From source to SBOM
Everything the previous chapters taught, capabilities in signatures, attenuation, @secret and declassify, exists so the compiler can answer audit questions mechanically. This chapter takes one small program and pulls every audit artefact out of it: the capability manifest, a CycloneDX SBOM, an SPDX SBOM, a VEX document, and a SLSA provenance attestation. All five come from the compiler itself, from the same source the type checker reads.
The program
Create a working directory with a log file to analyse:
$ mkdir report && cd report && mkdir logs
$ printf 'INFO boot\nERROR disk full\nINFO retry\nERROR disk full\nINFO ok\n' > logs/app.log(PowerShell: "INFO boot`nERROR disk full`nINFO retry`nERROR disk full`nINFO ok`n" | Set-Content -NoNewline logs/app.log.)
Then save this as report.capa.

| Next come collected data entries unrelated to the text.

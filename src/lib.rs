//! Heightfield processing and terrain synthesis library
//!
//! Re-exports modules for use by binaries and tools.

pub mod config;
pub mod curve;
pub mod derived;
pub mod erosion;
pub mod error;
pub mod export;
pub mod heightfield;
pub mod mask;
pub mod progress;
pub mod scale;
pub mod synth;
pub mod tilemap;
pub mod world;

pub use error::{Result, TerrainError};
pub use heightfield::HeightField;
pub use scale::WorldScale;
//! Profiling tool for the erosion operators and derived maps

use std::time::{Duration, Instant};

use terrain_forge::derived::{
    aspect_map, curvature_map, flow_map, normal_map, slope_map, AspectParams, CurvatureParams,
    FlowParams, NormalParams, SlopeParams,
};
use terrain_forge::erosion::{self, HydraulicParams, ThermalParams};
use terrain_forge::synth::{NoiseKind, NoiseParams, NoiseSynthesizer};

fn main() -> Result<(), Box<dyn std::error::Error>> {
    let size = 513;
    let seed = 1337u64;

    println!("=== Performance Profiling ===");
    println!("Field size: {}x{} ({} samples)", size, size, size * size);
    println!();

    let start = Instant::now();
    let synth = NoiseSynthesizer::new(NoiseParams {
        kind: NoiseKind::RidgedMulti,
        seed,
        ..Default::default()
    })?;
    let base = synth.generate(size, size);
    let noise_time = start.elapsed();
    println!("Noise synthesis: {:?}", noise_time);

    let thermal = ThermalParams::default();
    println!("\nThermal: {} passes, talus {}-{}", thermal.iterations, thermal.talus_min, thermal.talus_max);
    let mut field = base.duplicate();
    let start = Instant::now();
    let outcome = erosion::erode_thermal(&mut field, &thermal, None, None, &mut ());
    let thermal_time = start.elapsed();
    println!("Thermal erosion: {:?}", thermal_time);
    println!("  {}", outcome.stats.summary());

    let hydraulic = HydraulicParams::default();
    println!("\nHydraulic: {} steps, rain every {}", hydraulic.iterations, hydraulic.rain_frequency);
    let mut field = base.duplicate();
    let start = Instant::now();
    let (outcome, sediment) = erosion::erode_hydraulic(&mut field, &hydraulic, None, None, &mut ());
    let hydraulic_time = start.elapsed();
    println!("Hydraulic erosion: {:?}", hydraulic_time);
    println!("  {}", outcome.stats.summary());
    println!("  Dissolved: {:.4}", sediment.total());

    println!();
    let mut derived: Vec<(&str, Duration)> = Vec::new();

    let start = Instant::now();
    let _ = slope_map(&field, &SlopeParams::default());
    derived.push(("Slope", start.elapsed()));

    let start = Instant::now();
    let _ = aspect_map(&field, &AspectParams::default());
    derived.push(("Aspect", start.elapsed()));

    let start = Instant::now();
    let _ = curvature_map(&field, &CurvatureParams::default());
    derived.push(("Curvature", start.elapsed()));

    let start = Instant::now();
    let _ = flow_map(&field, &FlowParams::default(), &mut ());
    derived.push(("Flow", start.elapsed()));

    let start = Instant::now();
    let _ = normal_map(&field, &NormalParams::default());
    derived.push(("Normal", start.elapsed()));

    for (name, time) in &derived {
        println!("{} map: {:?}", name, time);
    }

    // Summary
    let derived_time: Duration = derived.iter().map(|(_, t)| *t).sum();
    let total = noise_time + thermal_time + hydraulic_time + derived_time;
    let pct = |d: Duration| 100.0 * d.as_secs_f64() / total.as_secs_f64();
    println!("\n=== Summary ===");
    println!("Noise:        {:>8.2}% ({:?})", pct(noise_time), noise_time);
    println!("Thermal:      {:>8.2}% ({:?})", pct(thermal_time), thermal_time);
    println!("Hydraulic:    {:>8.2}% ({:?})", pct(hydraulic_time), hydraulic_time);
    println!("Derived maps: {:>8.2}% ({:?})", pct(derived_time), derived_time);
    println!("─────────────────────────────────");
    println!("Total:        {:?}", total);

    Ok(())
}
/// A 2D grid stored row-major. Terrain tiles do not wrap, so every
/// neighbourhood lookup clamps at the borders.
#[derive(Clone, Debug, PartialEq)]
pub struct Tilemap<T> {
    pub width: usize,
    pub height: usize,
    data: Vec<T>,
}

/// Direction offsets for 8-neighbour analysis (dx, dy).
/// Order: N, NE, E, SE, S, SW, W, NW. Even indices are cardinal.
pub const DIR_OFFSETS: [(i32, i32); 8] = [
    (0, -1),  // N
    (1, -1),  // NE
    (1, 0),   // E
    (1, 1),   // SE
    (0, 1),   // S
    (-1, 1),  // SW
    (-1, 0),  // W
    (-1, -1), // NW
];

/// Distance to each neighbour in `DIR_OFFSETS`, in cells.
pub const DIR_DISTANCE: [f32; 8] = [
    1.0,
    std::f32::consts::SQRT_2,
    1.0,
    std::f32::consts::SQRT_2,
    1.0,
    std::f32::consts::SQRT_2,
    1.0,
    std::f32::consts::SQRT_2,
];

impl<T: Clone + Default> Tilemap<T> {
    pub fn new(width: usize, height: usize) -> Self {
        Self {
            width,
            height,
            data: vec![T::default(); width * height],
        }
    }
}

impl<T: Clone> Tilemap<T> {
    pub fn new_with(width: usize, height: usize, value: T) -> Self {
        Self {
            width,
            height,
            data: vec![value; width * height],
        }
    }

    /// Wrap an existing row-major buffer. Returns `None` if the length
    /// does not match `width * height`.
    pub fn from_vec(width: usize, height: usize, data: Vec<T>) -> Option<Self> {
        if data.len() != width * height {
            return None;
        }
        Some(Self { width, height, data })
    }

    #[inline]
    fn index(&self, x: usize, y: usize) -> usize {
        debug_assert!(x < self.width && y < self.height);
        y * self.width + x
    }

    pub fn get(&self, x: usize, y: usize) -> &T {
        &self.data[self.index(x, y)]
    }

    pub fn set(&mut self, x: usize, y: usize, value: T) {
        let idx = self.index(x, y);
        self.data[idx] = value;
    }

    /// Read a cell with signed coordinates, clamping to the nearest border cell.
    pub fn get_clamped(&self, x: i32, y: i32) -> &T {
        let cx = x.clamp(0, self.width as i32 - 1) as usize;
        let cy = y.clamp(0, self.height as i32 - 1) as usize;
        self.get(cx, cy)
    }

    /// Fill the entire map with a value.
    pub fn fill(&mut self, value: T) {
        self.data.fill(value);
    }

    pub fn len(&self) -> usize {
        self.data.len()
    }

    pub fn is_empty(&self) -> bool {
        self.data.is_empty()
    }

    pub fn as_slice(&self) -> &[T] {
        &self.data
    }

    pub fn as_mut_slice(&mut self) -> &mut [T] {
        &mut self.data
    }

    /// Neighbour at direction `dir` (index into `DIR_OFFSETS`), or `None` off the grid.
    pub fn neighbor(&self, x: usize, y: usize, dir: usize) -> Option<(usize, usize)> {
        let (dx, dy) = DIR_OFFSETS[dir];
        let nx = x as i32 + dx;
        let ny = y as i32 + dy;
        if nx < 0 || ny < 0 || nx >= self.width as i32 || ny >= self.height as i32 {
            None
        } else {
            Some((nx as usize, ny as usize))
        }
    }

    /// Iterate over all cells with their coordinates.
    pub fn iter(&self) -> impl Iterator<Item = (usize, usize, &T)> {
        let width = self.width;
        self.data.iter().enumerate().map(move |(idx, val)| {
            let x = idx % width;
            let y = idx / width;
            (x, y, val)
        })
    }

    /// Iterate mutably over all cells with their coordinates.
    pub fn iter_mut(&mut self) -> impl Iterator<Item = (usize, usize, &mut T)> {
        let width = self.width;
        self.data.iter_mut().enumerate().map(move |(idx, val)| {
            let x = idx % width;
            let y = idx / width;
            (x, y, val)
        })
    }

    /// Build a new map by evaluating `f` at every cell.
    pub fn from_fn(width: usize, height: usize, mut f: impl FnMut(usize, usize) -> T) -> Self {
        let mut data = Vec::with_capacity(width * height);
        for y in 0..height {
            for x in 0..width {
                data.push(f(x, y));
            }
        }
        Self { width, height, data }
    }

    /// Swap rows and columns.
    pub fn transpose(&self) -> Self {
        Self::from_fn(self.height, self.width, |x, y| self.get(y, x).clone())
    }
}

impl Tilemap<f32> {
    /// Sample using bilinear interpolation at fractional cell coordinates.
    /// Coordinates outside the grid clamp to the border.
    pub fn sample_bilinear(&self, x: f32, y: f32) -> f32 {
        let max_x = (self.width - 1) as f32;
        let max_y = (self.height - 1) as f32;
        let x = x.clamp(0.0, max_x);
        let y = y.clamp(0.0, max_y);

        let x0 = x.floor() as usize;
        let y0 = y.floor() as usize;
        let x1 = (x0 + 1).min(self.width - 1);
        let y1 = (y0 + 1).min(self.height - 1);

        let fx = x - x0 as f32;
        let fy = y - y0 as f32;

        let v00 = *self.get(x0, y0);
        let v10 = *self.get(x1, y0);
        let v01 = *self.get(x0, y1);
        let v11 = *self.get(x1, y1);

        let v0 = v00 * (1.0 - fx) + v10 * fx;
        let v1 = v01 * (1.0 - fx) + v11 * fx;
        v0 * (1.0 - fy) + v1 * fy
    }

    /// Minimum and maximum value in the map.
    pub fn min_max(&self) -> (f32, f32) {
        let mut min_v = f32::MAX;
        let mut max_v = f32::MIN;
        for &v in &self.data {
            min_v = min_v.min(v);
            max_v = max_v.max(v);
        }
        (min_v, max_v)
    }

    /// Sum of all values, accumulated in f64.
    pub fn sum(&self) -> f64 {
        self.data.iter().map(|&v| v as f64).sum()
    }
}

It deliberately exercises the distinctive machinery: a pure helper, a capability-holding function, an attenuated Fs, a secret from Env routed through declassify, and one @vex claim:
// report.capa: read a log file, count error lines, print a summary.
fun count_errors(lines: List<String>) -> Int
var n = 0
for line in lines
if line.contains("ERROR")
n = n + 1
return n
@vex(
cve: "CVE-2021-44228",
status: "not_affected",
justification: "code_not_reachable",
detail: "summarise declares no Net capability; a network-side exploit chain cannot be reached from this function. Statically enforced."
)
fun summarise(stdio: Stdio, fs: Fs, env: Env, path: String) -> Result<Unit, IoError>
let body = fs.read(path)?
let lines = body.split("\n")
let errors = count_errors(lines)
let token = env.get("REPORT_TOKEN") // @secret by default
match token
Some(t) ->
let tail = t.substring(t.length() - 4, t.length())
let masked = declassify(
"token ending ${tail}",
reason: "audit trail: last 4 chars identify the reporting token"
)
stdio.println("report by ${masked}")
None -> stdio.println("report (unauthenticated)")

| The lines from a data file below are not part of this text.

#[cfg(test)]
mod tests {
    use super::*;
    use crate::world::{ImageTerrain, MemoryTerrain};
    use rand::{Rng, SeedableRng};
    use rand_chacha::ChaCha8Rng;
    use std::cell::Cell;
    use std::rc::Rc;

    /// Memory tile whose writes fail while the shared switch is on.
    struct FlakyTerrain {
        inner: MemoryTerrain,
        fail_writes: Rc<Cell<bool>>,
    }

    impl LiveTerrain for FlakyTerrain {
        fn coord(&self) -> TileCoord {
            self.inner.coord()
        }

        fn resolution(&self) -> (usize, usize) {
            self.inner.resolution()
        }

        fn world_scale(&self) -> WorldScale {
            self.inner.world_scale()
        }

        fn read_heights(&self) -> Result<HeightField> {
            self.inner.read_heights()
        }

        fn write_heights(&mut self, field: &HeightField) -> Result<()> {
            if self.fail_writes.get() {
                return Err(TerrainError::Io(std::io::Error::other("disk full")));
            }
            self.inner.write_heights(field)
        }
    }

    /// Two flat tiles at 0.1; the second one's writes fail on demand.
    fn flaky_world(fail_writes: Rc<Cell<bool>>) -> TileWorldManager {
        let terrains: Vec<Box<dyn LiveTerrain>> = vec![
            Box::new(MemoryTerrain::new(TileCoord::new(0, 0), HeightField::new_with(4, 4, 0.1))),
            Box::new(FlakyTerrain {
                inner: MemoryTerrain::new(TileCoord::new(1, 0), HeightField::new_with(4, 4, 0.1)),
                fail_writes,
            }),
        ];
        TileWorldManager::new(terrains, 8).unwrap()
    }

    fn all_equal(field: &HeightField, v: f32) -> bool {
        field.as_slice().iter().all(|&h| h == v)
    }

    fn random_field(rng: &mut ChaCha8Rng, w: usize, d: usize) -> HeightField {
        HeightField::from_fn(w, d, |_, _| rng.gen_range(0.0..1.0))
    }

    fn memory_world(gw: i32, gd: i32, res: usize, seed: u64) -> TileWorldManager {
        let mut rng = ChaCha8Rng::seed_from_u64(seed);
        let mut terrains: Vec<Box<dyn LiveTerrain>> = Vec::new();
        for z in 0..gd {
            for x in 0..gw {
                let field = random_field(&mut rng, res, res);
                terrains.push(Box::new(MemoryTerrain::new(TileCoord::new(x, z), field)));
            }
        }
        TileWorldManager::new(terrains, 8).unwrap()
    }

    fn live_heights(manager: &TileWorldManager) -> Vec<HeightField> {
        manager
            .terrains()
            .iter()
            .map(|t| t.read_heights().unwrap())
            .collect()
    }

    #[test]
    fn test_empty_world_is_invalid_input() {
        let mut manager = TileWorldManager::new(Vec::new(), 8).unwrap();
        assert!(matches!(manager.load_from_world(), Err(TerrainError::InvalidInput(_))));
        assert!(matches!(manager.flatten_world(0.5), Err(TerrainError::InvalidInput(_))));
        assert!(matches!(manager.undo(), Err(TerrainError::InvalidInput(_))));
    }

    #[test]
    fn test_filter_before_load_is_invalid_input() {
        let mut manager = memory_world(2, 1, 5, 1);
        let before = live_heights(&manager);
        assert!(matches!(manager.smooth_world(1), Err(TerrainError::InvalidInput(_))));
        assert_eq!(live_heights(&manager), before);
    }

    #[test]
    fn test_rejects_incomplete_grid() {
        let terrains: Vec<Box<dyn LiveTerrain>> = vec![
            Box::new(MemoryTerrain::new(TileCoord::new(0, 0), HeightField::new(4, 4))),
            Box::new(MemoryTerrain::new(TileCoord::new(1, 1), HeightField::new(4, 4))),
        ];
        assert!(TileWorldManager::new(terrains, 8).is_err());

        let mixed: Vec<Box<dyn LiveTerrain>> = vec![
            Box::new(MemoryTerrain::new(TileCoord::new(0, 0), HeightField::new(4, 4))),
            Box::new(MemoryTerrain::new(TileCoord::new(1, 0), HeightField::new(5, 4))),
        ];
        assert!(matches!(
            TileWorldManager::new(mixed, 8),
            Err(TerrainError::SizeMismatch { .. })
        ));
    }

    #[test]
    fn test_load_save_round_trip_leaves_world_unchanged() {
        let mut manager = memory_world(2, 2, 6, 7);
        let before = live_heights(&manager);
        manager.load_from_world().unwrap();
        manager.save_to_world().unwrap();
        assert_eq!(live_heights(&manager), before);
        assert!(manager.history().is_empty());
    }

    #[test]
    fn test_flatten_saves_immediately() {
        let mut manager = memory_world(2, 1, 4, 3);
        manager.load_from_world().unwrap();
        manager.flatten_world(0.25).unwrap();
        for field in live_heights(&manager) {
            assert!(field.as_slice().iter().all(|&v| v == 0.25));
        }
    }

    #[test]
    fn test_undo_redo_is_linear() {
        let mut manager = memory_world(2, 1, 4, 11);
        let original = live_heights(&manager);
        manager.load_from_world().unwrap();

        manager.flatten_world(0.2).unwrap();
        manager.flatten_world(0.4).unwrap();
        assert_eq!(
            manager.history().labels(),
            vec!["before flatten", "flatten", "flatten"]
        );

        assert!(manager.undo().unwrap());
        assert!(live_heights(&manager)[0].as_slice().iter().all(|&v| v == 0.2));
        assert!(manager.undo().unwrap());
        assert_eq!(live_heights(&manager), original);
        assert!(!manager.undo().unwrap());

        assert!(manager.redo().unwrap());
        assert!(live_heights(&manager)[1].as_slice().iter().all(|&v| v == 0.2));

        // A new filter after undo drops the 0.4 snapshot.
        manager.flatten_world(0.9).unwrap();
        assert!(!manager.redo().unwrap());
        assert_eq!(manager.history().len(), 3);
        assert!(manager.undo().unwrap());
        assert!(live_heights(&manager)[0].as_slice().iter().all(|&v| v == 0.2));
    }

    #[test]
    fn test_history_capacity() {
        let mut rng = ChaCha8Rng::seed_from_u64(5);
        let terrains: Vec<Box<dyn LiveTerrain>> = vec![Box::new(MemoryTerrain::new(
            TileCoord::new(0, 0),
            random_field(&mut rng, 4, 4),
        ))];
        let mut manager = TileWorldManager::new(terrains, 3).unwrap();
        manager.load_from_world().unwrap();
        for h in [0.1, 0.2, 0.3, 0.4] {
            manager.flatten_world(h).unwrap();
        }
        assert_eq!(manager.history().len(), 3);
        assert!(manager.undo().unwrap());
        assert!(manager.undo().unwrap());
        assert!(!manager.undo().unwrap());
        assert!(live_heights(&manager)[0].as_slice().iter().all(|&v| v == 0.2));
    }

    #[test]
    fn test_smooth_world_stitches_seams() {
        let mut manager = memory_world(2, 2, 6, 21);
        let original = live_heights(&manager);
        manager.load_from_world().unwrap();
        manager.smooth_world(2).unwrap();

        let tile = |x, z| manager.tile(TileCoord::new(x, z)).unwrap().field.clone();
        let (a, b, c, d) = (tile(0, 0), tile(1, 0), tile(0, 1), tile(1, 1));
        for i in 0..6 {
            assert_eq!(a.get(5, i), b.get(0, i));
            assert_eq!(a.get(i, 5), c.get(i, 0));
            assert_eq!(b.get(i, 5), d.get(i, 0));
        }
        assert_eq!(a.get(5, 5), d.get(0, 0));

        // One undo reverts smoothing and stitching together.
        assert_eq!(manager.history().len(), 2);
        assert!(manager.undo().unwrap());
        assert_eq!(live_heights(&manager), original);
    }

    #[test]
    fn test_synthesize_world_is_seamless() {
        let mut manager = memory_world(2, 2, 9, 2);
        manager.load_from_world().unwrap();
        let params = NoiseParams {
            seed: 99,
            zoom: 8.0,
            ..Default::default()
        };
        manager.synthesize_world(&params).unwrap();

        let a = manager.tile(TileCoord::new(0, 0)).unwrap().field.clone();
        let b = manager.tile(TileCoord::new(1, 0)).unwrap().field.clone();
        let c = manager.tile(TileCoord::new(0, 1)).unwrap().field.clone();
        for i in 0..9 {
            assert_eq!(a.get(8, i), b.get(0, i));
            assert_eq!(a.get(i, 8), c.get(i, 0));
        }

        let stitched = manager.stitched_field().unwrap();
        let whole = NoiseSynthesizer::new(params).unwrap().generate(17, 17);
        assert_eq!(stitched.as_slice(), whole.as_slice());
    }

    #[test]
    fn test_stitched_field_layout() {
        let terrains: Vec<Box<dyn LiveTerrain>> = vec![
            Box::new(MemoryTerrain::new(TileCoord::new(3, -1), HeightField::new_with(3, 3, 0.25))),
            Box::new(MemoryTerrain::new(TileCoord::new(4, -1), HeightField::new_with(3, 3, 0.75))),
        ];
        let mut manager = TileWorldManager::new(terrains, 4).unwrap();
        manager.load_from_world().unwrap();
        let field = manager.stitched_field().unwrap();
        assert_eq!(field.dimensions(), (5, 3));
        assert_eq!(field.get(0, 0), 0.25);
        assert_eq!(field.get(4, 2), 0.75);
        assert_eq!(field.scale().size_x, WorldScale::default().size_x * 2.0);
    }

    #[test]
    fn test_image_world_round_trip() {
        let dir = tempfile::tempdir().unwrap();
        let mut rng = ChaCha8Rng::seed_from_u64(13);
        for (x, z) in [(0, 0), (1, 0)] {
            ImageTerrain::create(dir.path(), TileCoord::new(x, z), &random_field(&mut rng, 8, 8))
                .unwrap();
        }

        let terrains: Vec<Box<dyn LiveTerrain>> =
            ImageTerrain::discover(dir.path(), WorldScale::default())
                .unwrap()
                .into_iter()
                .map(|t| Box::new(t) as Box<dyn LiveTerrain>)
                .collect();
        let mut manager = TileWorldManager::new(terrains, 8).unwrap();
        let before = live_heights(&manager);
        manager.load_from_world().unwrap();
        manager.save_to_world().unwrap();
        assert_eq!(live_heights(&manager), before);

        manager.flatten_world(0.5).unwrap();
        let out = dir.path().join("world.png");
        manager.export_world_as_image(&out).unwrap();
        assert_eq!(image::image_dimensions(&out).unwrap(), (15, 8));

        manager.undo().unwrap();
        assert_eq!(live_heights(&manager), before);
    }

    #[test]
    fn test_failed_write_rolls_back_filter() {
        let fail = Rc::new(Cell::new(true));
        let mut manager = flaky_world(fail.clone());
        manager.load_from_world().unwrap();

        assert!(manager.flatten_world(0.9).is_err());
        for field in live_heights(&manager) {
            assert!(all_equal(&field, 0.1));
        }
        for tile in manager.tiles() {
            assert!(all_equal(&tile.field, 0.1));
        }
        assert!(manager.history().is_empty());

        fail.set(false);
        manager.flatten_world(0.9).unwrap();
        assert!(live_heights(&manager).iter().all(|f| all_equal(f, 0.9)));
        assert_eq!(manager.history().labels(), vec!["before flatten", "flatten"]);
    }

    #[test]
    fn test_failed_write_keeps_history_position() {
        let fail = Rc::new(Cell::new(false));
        let mut manager = flaky_world(fail.clone());
        manager.load_from_world().unwrap();
        manager.flatten_world(0.3).unwrap();

        fail.set(true);
        assert!(manager.flatten_world(0.6).is_err());
        assert_eq!(manager.history().labels(), vec!["before flatten", "flatten"]);

        assert!(manager.undo().is_err());
        assert_eq!(manager.history().current_index(), Some(1));
        assert!(live_heights(&manager).iter().all(|f| all_equal(f, 0.3)));
        assert!(manager.tiles().iter().all(|t| all_equal(&t.field, 0.3)));

        assert!(manager.save_to_world().is_err());
        assert!(live_heights(&manager).iter().all(|f| all_equal(f, 0.3)));

        fail.set(false);
        assert!(manager.undo().unwrap());
        assert!(live_heights(&manager).iter().all(|f| all_equal(f, 0.1)));
    }
}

stdio.println("${errors} error lines in ${lines.length()} total")
return Ok(())
fun main(stdio: Stdio, fs: Fs, env: Env)
let logs_fs = fs.restrict_to("logs/")
match summarise(stdio, logs_fs, env, "logs/app.log")
Ok(_) -> ()
Err(e) -> stdio.eprintln("failed: ${e}")Check that it runs:
$ REPORT_TOKEN=tk_9f3a77c2 capa --run report.capa
report by token ending 77c2
2 error lines in 6 total(PowerShell: $env:REPORT_TOKEN = "tk_9f3a77c2"; capa --run report.capa.)
A working program. Now stop being its developer and become its auditor.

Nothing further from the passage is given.